CHKG-FM is a Class C station. It has an effective radiated power (ERP) of 46,000 watts (100,000 watts maximum). Its transmitter tower is on Mount Seymour in the District of North Vancouver.FCCdata.org/CHKG
In 1995, the Fairchild Group, which already owned Vancouver multicultural station CJVB (1470 AM), and Roger Charest, owner of CKER in Edmonton, made a joint bid to the Canadian Radio-television and Telecommunications Commission (CRTC) to establish FM world music stations in Vancouver and Calgary.[2] The application was approved in 1996.[3] The CRTC selecting the Fairchild Group over bids from Telemedia for an alternative rock station and Radio One Vancouver Corporation for an "adult/pop and talk" station. The CRTC found that the Vancouver radio market could not support another general-market station. CHMB (1320 AM) also proposed an ethnic FM station but withdrew its proposal.
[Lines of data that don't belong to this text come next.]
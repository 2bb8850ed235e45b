use thiserror::Error;

/// Errors produced by type operations.
#[derive(Debug, Error, PartialEq, Eq)]
pub enum TypeError {
    #[error("unknown scalar kind: {0}")]
    UnknownKind(String),

    #[error("cannot convert {value} to {expected}")]
    Conversion { value: String, expected: String },
}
CHKG-FM began broadcasting on . It was the fifth Fairchild ethnic media station to go on the air, and the first multilingual FM station in Western Canada.[4] [5] Programming was split between world music from 6 a.m. to 3 p.m. and Chinese hit radio the rest of the day. Together with CJVB's daytime Chinese programming, it provided a 24-hour Chinese service while also catering to other communities.[6]
CHKG held subsidiary communications multiplex operation authority over most of its history to broadcast a subcarrier-only service, originally in Korean and later in Punjabi.[7] By the 2015 renewal, the SCMO service had returned to Korean.[8]
CHKG operates with a program schedule that generally is the inverse of CJVB. During the day from Monday to Saturday, it airs programs in Filipino, Hungarian, Italian, Khmer, Korean, Lao, Macedonian, Polish, Romanian, Russian, Spanish, Thai, and Vietnamese.
The conditions of CHKG-FM's licence prevent it from airing Chinese-language programs between 6 a.m. and 3 p.m, Monday through Saturday, when those shows are heard on CJVB 1470. After 3 p.m. and all day on Sundays, CHKG-FM presents Cantonese and Mandarin Chinese shows.[9]